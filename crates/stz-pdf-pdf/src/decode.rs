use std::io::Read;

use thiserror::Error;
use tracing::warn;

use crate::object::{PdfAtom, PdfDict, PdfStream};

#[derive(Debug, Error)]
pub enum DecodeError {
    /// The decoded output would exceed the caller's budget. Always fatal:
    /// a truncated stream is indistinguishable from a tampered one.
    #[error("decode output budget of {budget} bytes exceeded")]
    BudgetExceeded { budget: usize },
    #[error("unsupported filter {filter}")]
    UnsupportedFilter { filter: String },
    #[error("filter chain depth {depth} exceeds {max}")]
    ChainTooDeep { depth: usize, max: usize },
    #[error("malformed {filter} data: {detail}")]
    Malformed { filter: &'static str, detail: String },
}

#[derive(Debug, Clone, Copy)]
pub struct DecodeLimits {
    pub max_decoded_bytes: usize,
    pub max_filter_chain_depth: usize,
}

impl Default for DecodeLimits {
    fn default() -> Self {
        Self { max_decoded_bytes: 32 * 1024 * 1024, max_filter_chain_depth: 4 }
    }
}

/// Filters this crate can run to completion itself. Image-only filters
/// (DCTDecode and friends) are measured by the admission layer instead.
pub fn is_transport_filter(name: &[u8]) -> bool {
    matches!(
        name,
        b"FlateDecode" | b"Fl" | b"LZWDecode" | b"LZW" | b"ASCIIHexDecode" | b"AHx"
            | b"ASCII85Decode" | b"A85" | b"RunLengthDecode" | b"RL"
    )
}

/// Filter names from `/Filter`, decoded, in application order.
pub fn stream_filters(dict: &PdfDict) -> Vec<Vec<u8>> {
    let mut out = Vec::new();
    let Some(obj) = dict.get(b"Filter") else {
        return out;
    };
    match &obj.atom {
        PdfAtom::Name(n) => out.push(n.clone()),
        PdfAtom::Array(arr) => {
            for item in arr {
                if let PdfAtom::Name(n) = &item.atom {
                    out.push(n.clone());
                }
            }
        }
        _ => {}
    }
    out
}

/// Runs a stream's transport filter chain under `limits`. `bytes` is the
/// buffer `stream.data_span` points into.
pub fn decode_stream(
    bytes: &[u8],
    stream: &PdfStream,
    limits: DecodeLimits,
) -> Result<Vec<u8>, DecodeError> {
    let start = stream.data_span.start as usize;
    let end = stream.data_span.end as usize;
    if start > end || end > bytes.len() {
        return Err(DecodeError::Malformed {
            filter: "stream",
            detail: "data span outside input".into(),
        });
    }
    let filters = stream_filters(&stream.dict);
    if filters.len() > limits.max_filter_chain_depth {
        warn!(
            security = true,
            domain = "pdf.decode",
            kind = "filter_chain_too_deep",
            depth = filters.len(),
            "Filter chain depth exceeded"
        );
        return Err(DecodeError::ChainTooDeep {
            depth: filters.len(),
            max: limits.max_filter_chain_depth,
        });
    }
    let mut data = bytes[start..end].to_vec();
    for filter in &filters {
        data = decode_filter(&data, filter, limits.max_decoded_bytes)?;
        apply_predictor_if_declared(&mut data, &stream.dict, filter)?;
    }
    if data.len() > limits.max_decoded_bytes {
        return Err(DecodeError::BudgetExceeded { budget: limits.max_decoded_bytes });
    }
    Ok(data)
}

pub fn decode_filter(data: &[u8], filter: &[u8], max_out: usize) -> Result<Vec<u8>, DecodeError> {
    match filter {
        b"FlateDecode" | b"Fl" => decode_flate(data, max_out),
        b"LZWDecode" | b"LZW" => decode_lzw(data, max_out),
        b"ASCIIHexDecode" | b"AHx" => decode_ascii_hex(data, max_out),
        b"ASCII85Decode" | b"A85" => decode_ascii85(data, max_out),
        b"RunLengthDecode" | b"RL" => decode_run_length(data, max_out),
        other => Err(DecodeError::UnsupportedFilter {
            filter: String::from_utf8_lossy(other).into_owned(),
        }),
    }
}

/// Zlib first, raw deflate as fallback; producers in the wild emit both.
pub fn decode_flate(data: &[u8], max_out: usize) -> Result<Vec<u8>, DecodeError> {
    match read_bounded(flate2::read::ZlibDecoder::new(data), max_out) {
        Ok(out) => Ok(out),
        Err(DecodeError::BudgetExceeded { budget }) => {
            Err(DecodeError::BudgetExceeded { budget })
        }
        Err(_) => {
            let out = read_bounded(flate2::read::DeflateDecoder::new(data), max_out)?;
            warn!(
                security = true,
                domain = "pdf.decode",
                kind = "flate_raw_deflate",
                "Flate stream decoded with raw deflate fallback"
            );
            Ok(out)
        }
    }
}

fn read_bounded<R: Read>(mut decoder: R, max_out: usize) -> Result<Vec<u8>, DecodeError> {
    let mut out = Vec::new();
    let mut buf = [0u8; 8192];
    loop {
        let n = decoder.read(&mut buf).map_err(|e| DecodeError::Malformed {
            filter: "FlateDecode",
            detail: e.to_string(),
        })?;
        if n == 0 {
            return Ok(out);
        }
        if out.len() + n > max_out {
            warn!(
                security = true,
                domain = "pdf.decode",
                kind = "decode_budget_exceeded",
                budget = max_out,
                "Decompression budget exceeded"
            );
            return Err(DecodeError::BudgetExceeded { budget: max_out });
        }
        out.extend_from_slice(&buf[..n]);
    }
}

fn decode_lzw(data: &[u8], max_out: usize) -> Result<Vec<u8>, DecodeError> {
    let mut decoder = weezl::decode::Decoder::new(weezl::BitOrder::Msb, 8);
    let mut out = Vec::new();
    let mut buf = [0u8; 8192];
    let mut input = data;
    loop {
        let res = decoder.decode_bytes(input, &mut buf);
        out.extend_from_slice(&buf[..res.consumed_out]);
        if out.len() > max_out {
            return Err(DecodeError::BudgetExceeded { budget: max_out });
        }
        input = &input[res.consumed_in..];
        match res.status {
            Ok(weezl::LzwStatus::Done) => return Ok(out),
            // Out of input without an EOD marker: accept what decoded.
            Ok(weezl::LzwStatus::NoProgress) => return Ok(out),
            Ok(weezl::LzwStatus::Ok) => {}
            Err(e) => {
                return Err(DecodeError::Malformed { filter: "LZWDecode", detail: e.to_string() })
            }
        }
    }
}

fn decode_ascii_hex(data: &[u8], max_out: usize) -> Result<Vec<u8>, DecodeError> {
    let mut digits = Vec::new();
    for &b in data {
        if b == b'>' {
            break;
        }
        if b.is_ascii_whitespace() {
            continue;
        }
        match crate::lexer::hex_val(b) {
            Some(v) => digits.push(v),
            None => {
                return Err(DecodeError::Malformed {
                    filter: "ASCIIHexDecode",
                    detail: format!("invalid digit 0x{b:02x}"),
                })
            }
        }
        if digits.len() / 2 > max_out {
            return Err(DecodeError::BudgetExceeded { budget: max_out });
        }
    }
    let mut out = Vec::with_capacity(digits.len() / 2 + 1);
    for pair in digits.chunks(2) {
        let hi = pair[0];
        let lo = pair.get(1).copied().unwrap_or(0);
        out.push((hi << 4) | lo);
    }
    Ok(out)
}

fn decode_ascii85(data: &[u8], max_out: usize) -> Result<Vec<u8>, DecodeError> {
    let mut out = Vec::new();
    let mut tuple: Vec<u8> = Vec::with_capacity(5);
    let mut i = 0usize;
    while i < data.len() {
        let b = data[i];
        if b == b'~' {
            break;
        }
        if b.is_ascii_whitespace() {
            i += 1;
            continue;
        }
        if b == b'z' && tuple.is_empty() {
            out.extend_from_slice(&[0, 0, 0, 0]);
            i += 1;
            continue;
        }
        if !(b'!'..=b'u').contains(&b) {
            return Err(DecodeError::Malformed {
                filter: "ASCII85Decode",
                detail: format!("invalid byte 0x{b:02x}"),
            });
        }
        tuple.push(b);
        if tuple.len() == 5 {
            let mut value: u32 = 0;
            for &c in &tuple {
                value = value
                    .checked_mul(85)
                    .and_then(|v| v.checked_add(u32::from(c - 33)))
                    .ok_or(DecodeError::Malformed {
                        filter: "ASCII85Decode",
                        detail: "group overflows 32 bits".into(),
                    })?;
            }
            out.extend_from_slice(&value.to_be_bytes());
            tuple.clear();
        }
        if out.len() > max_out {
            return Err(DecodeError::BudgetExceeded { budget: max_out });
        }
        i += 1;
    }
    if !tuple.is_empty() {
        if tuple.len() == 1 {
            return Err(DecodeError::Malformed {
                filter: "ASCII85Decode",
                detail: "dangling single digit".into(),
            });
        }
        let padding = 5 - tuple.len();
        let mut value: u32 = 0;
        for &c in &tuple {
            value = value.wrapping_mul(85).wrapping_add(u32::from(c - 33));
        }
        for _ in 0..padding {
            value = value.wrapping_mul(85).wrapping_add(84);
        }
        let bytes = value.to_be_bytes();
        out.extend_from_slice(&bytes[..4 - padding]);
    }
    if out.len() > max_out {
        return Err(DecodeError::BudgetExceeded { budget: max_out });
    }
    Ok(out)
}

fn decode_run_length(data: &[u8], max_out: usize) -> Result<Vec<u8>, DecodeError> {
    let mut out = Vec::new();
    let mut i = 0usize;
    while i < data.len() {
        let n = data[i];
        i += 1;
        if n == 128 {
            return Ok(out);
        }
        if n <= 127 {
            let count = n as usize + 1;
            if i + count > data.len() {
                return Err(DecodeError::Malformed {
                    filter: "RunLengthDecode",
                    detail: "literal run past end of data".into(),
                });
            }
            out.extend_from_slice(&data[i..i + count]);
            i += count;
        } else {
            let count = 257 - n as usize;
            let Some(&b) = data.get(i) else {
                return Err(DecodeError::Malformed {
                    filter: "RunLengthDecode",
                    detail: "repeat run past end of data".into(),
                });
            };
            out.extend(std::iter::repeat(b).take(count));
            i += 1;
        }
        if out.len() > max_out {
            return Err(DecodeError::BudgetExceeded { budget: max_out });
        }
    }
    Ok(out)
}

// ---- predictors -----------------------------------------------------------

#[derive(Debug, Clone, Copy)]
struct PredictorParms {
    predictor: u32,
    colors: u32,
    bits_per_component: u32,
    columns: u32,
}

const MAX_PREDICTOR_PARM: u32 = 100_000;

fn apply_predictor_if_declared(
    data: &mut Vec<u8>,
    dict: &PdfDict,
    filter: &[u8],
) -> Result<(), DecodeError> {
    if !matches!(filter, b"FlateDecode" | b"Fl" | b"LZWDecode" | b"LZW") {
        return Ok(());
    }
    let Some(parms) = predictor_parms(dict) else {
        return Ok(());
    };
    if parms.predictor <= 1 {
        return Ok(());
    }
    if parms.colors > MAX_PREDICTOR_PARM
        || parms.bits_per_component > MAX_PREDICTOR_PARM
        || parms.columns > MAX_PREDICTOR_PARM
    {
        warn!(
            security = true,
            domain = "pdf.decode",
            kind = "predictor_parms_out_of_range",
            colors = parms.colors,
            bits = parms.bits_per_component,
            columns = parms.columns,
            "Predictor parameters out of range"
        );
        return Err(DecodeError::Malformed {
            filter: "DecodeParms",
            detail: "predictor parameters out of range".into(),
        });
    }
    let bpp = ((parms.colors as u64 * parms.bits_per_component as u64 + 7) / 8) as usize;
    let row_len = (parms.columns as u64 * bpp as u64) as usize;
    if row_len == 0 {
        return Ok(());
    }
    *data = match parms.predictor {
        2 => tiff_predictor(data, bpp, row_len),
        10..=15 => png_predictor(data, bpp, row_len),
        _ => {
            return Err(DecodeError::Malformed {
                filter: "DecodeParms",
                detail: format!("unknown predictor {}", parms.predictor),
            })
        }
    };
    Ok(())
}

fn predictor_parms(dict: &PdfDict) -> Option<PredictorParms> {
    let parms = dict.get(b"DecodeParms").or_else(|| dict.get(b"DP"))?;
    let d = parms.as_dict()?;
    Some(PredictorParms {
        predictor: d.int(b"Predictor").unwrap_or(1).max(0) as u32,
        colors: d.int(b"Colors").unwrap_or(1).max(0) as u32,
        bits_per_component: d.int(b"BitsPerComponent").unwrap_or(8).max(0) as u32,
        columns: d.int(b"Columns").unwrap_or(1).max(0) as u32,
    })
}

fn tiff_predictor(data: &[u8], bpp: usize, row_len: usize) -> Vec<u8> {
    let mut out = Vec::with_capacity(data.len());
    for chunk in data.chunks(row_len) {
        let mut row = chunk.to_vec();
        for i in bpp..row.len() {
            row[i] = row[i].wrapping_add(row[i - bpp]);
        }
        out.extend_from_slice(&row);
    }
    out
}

--

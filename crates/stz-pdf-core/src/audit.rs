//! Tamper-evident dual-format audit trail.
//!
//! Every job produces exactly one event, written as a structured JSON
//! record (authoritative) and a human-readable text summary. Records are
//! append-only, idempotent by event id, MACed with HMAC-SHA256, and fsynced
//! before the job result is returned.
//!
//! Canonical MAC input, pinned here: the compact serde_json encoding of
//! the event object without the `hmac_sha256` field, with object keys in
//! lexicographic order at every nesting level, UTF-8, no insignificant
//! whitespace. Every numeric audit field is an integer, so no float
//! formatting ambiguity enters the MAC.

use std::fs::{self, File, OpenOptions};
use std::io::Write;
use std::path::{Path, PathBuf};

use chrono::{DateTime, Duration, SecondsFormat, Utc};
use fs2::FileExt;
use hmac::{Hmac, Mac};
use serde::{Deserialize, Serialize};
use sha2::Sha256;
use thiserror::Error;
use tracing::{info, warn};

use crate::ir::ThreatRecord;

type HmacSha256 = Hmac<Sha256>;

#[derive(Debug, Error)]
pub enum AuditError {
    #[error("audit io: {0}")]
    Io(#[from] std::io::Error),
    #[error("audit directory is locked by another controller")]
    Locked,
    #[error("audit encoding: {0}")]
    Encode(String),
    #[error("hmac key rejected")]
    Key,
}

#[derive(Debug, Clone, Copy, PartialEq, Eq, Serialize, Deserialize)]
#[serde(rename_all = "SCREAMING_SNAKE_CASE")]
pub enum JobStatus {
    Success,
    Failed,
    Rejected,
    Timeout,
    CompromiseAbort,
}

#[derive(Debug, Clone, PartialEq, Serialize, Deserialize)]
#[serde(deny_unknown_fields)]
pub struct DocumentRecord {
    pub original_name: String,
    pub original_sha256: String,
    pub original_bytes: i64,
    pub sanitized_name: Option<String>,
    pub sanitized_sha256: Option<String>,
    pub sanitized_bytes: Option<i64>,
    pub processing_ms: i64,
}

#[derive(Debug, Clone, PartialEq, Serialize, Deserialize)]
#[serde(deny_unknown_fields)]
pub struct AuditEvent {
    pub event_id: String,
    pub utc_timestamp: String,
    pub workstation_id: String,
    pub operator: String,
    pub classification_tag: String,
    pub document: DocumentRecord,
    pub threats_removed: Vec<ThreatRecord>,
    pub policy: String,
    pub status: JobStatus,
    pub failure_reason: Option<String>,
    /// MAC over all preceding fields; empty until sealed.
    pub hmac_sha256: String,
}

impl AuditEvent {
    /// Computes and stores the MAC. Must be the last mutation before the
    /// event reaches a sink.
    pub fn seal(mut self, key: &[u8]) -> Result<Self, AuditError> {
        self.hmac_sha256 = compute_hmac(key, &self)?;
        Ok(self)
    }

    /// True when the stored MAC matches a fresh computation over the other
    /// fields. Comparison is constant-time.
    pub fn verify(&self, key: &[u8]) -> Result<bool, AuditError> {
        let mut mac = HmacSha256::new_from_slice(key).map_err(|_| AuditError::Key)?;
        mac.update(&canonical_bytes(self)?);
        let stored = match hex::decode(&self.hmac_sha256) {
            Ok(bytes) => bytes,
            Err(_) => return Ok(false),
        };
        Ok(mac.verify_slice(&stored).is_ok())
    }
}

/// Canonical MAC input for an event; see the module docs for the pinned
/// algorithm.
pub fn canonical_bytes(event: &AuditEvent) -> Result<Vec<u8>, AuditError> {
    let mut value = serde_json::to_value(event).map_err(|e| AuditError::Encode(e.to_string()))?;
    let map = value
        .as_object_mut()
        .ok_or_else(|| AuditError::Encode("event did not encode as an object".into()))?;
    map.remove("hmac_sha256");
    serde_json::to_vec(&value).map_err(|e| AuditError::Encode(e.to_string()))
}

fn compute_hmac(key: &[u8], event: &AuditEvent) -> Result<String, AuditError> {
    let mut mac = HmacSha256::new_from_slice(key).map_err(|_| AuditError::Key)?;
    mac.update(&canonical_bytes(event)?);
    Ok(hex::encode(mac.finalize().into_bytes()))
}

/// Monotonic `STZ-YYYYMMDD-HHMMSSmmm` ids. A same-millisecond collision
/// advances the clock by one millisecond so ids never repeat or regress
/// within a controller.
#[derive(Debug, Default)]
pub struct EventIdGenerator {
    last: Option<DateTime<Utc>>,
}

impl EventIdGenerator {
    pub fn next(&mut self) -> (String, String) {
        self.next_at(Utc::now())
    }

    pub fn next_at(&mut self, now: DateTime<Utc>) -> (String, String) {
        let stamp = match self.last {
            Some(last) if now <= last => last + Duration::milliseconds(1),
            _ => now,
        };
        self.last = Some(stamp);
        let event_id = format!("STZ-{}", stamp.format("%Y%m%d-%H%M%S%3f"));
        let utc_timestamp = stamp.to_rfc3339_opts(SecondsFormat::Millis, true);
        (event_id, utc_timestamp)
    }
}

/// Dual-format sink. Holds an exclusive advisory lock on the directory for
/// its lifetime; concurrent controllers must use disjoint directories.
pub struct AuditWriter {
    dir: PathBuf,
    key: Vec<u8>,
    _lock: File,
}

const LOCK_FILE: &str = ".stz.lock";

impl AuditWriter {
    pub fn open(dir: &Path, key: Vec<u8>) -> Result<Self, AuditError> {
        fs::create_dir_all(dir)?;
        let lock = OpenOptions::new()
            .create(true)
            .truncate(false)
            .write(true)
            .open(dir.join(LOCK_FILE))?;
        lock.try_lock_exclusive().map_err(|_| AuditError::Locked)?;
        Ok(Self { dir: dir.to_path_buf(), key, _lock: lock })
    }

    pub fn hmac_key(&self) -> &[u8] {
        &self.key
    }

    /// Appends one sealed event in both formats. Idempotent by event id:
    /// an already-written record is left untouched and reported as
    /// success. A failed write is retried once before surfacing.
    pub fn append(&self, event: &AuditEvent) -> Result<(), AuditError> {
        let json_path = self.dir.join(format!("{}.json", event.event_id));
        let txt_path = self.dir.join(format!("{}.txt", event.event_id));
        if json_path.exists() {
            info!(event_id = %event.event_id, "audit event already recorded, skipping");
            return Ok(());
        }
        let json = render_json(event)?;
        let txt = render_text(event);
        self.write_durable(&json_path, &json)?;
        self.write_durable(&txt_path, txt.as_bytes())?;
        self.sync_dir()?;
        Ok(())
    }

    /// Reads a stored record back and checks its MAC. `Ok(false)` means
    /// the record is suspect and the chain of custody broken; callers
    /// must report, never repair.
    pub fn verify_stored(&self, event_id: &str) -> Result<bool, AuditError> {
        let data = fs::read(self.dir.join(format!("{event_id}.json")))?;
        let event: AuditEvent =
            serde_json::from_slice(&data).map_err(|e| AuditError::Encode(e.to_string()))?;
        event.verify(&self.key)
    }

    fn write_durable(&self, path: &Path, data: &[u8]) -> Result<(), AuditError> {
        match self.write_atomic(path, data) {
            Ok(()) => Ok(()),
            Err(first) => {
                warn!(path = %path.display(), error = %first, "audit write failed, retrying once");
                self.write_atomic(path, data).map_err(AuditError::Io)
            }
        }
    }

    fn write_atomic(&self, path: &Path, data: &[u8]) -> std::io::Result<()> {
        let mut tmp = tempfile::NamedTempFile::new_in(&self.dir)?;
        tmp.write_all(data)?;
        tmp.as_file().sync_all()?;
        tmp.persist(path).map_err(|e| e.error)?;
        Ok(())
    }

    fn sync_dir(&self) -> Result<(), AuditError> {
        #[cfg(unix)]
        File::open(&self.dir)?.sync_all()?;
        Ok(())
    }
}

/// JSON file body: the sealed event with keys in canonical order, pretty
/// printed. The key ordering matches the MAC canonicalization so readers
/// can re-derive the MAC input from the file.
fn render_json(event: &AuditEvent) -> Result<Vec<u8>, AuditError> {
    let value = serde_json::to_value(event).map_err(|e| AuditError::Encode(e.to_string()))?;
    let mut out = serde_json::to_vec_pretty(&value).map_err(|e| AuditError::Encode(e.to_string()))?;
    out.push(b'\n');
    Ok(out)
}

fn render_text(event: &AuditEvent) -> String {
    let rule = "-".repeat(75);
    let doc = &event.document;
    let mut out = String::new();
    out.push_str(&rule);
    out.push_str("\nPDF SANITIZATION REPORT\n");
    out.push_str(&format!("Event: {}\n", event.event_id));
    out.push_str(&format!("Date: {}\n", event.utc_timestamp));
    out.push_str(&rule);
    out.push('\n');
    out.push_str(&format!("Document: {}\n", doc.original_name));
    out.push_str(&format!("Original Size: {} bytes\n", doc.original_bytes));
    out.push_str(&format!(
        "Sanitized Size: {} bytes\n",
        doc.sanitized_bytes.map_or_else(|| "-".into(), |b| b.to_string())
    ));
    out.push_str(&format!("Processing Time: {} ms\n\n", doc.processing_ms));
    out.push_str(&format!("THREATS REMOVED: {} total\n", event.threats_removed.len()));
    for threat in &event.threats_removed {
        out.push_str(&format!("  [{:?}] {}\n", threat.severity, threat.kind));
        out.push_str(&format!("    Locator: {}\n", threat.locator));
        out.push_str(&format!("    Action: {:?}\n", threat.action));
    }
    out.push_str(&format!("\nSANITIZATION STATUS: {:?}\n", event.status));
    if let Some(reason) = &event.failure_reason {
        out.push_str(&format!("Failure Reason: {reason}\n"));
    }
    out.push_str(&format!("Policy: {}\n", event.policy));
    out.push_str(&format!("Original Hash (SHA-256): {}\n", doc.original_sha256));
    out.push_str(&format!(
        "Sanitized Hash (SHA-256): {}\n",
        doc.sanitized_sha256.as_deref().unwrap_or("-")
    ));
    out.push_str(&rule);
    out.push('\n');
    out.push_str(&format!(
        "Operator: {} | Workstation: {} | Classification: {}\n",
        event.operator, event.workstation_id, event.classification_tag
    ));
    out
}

---

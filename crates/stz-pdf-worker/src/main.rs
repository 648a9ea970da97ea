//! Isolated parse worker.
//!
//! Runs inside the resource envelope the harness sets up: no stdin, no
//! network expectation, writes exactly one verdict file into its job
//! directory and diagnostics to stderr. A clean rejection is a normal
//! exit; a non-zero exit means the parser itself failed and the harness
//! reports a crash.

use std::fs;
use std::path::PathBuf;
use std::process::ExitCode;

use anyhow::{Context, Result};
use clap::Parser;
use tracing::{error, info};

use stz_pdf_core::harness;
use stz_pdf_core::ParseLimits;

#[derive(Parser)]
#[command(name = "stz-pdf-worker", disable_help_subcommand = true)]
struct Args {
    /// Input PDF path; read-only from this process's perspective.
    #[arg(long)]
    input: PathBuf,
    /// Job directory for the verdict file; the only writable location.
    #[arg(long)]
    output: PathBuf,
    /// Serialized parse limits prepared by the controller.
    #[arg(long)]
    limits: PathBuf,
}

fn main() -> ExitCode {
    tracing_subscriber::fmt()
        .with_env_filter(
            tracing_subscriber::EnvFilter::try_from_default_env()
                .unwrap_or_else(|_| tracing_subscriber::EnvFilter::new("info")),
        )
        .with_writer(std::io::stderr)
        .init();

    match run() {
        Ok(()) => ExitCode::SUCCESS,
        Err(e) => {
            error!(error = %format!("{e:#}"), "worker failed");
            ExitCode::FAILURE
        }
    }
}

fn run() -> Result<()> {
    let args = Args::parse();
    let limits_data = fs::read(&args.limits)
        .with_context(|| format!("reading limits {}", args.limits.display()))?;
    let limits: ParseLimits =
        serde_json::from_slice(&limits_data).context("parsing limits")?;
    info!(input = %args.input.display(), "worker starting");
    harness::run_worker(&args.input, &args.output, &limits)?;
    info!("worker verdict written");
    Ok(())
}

■ DESCRIPTION OF THE TASK:
In the entries above, some lines hold the string "ASCIIHexDecode". Copy each of them.

■ PROBLEM SOLUTION:
        b"FlateDecode" | b"Fl" | b"LZWDecode" | b"LZW" | b"ASCIIHexDecode" | b"AHx"
        b"ASCIIHexDecode" | b"AHx" => decode_ascii_hex(data, max_out),
                    filter: "ASCIIHexDecode",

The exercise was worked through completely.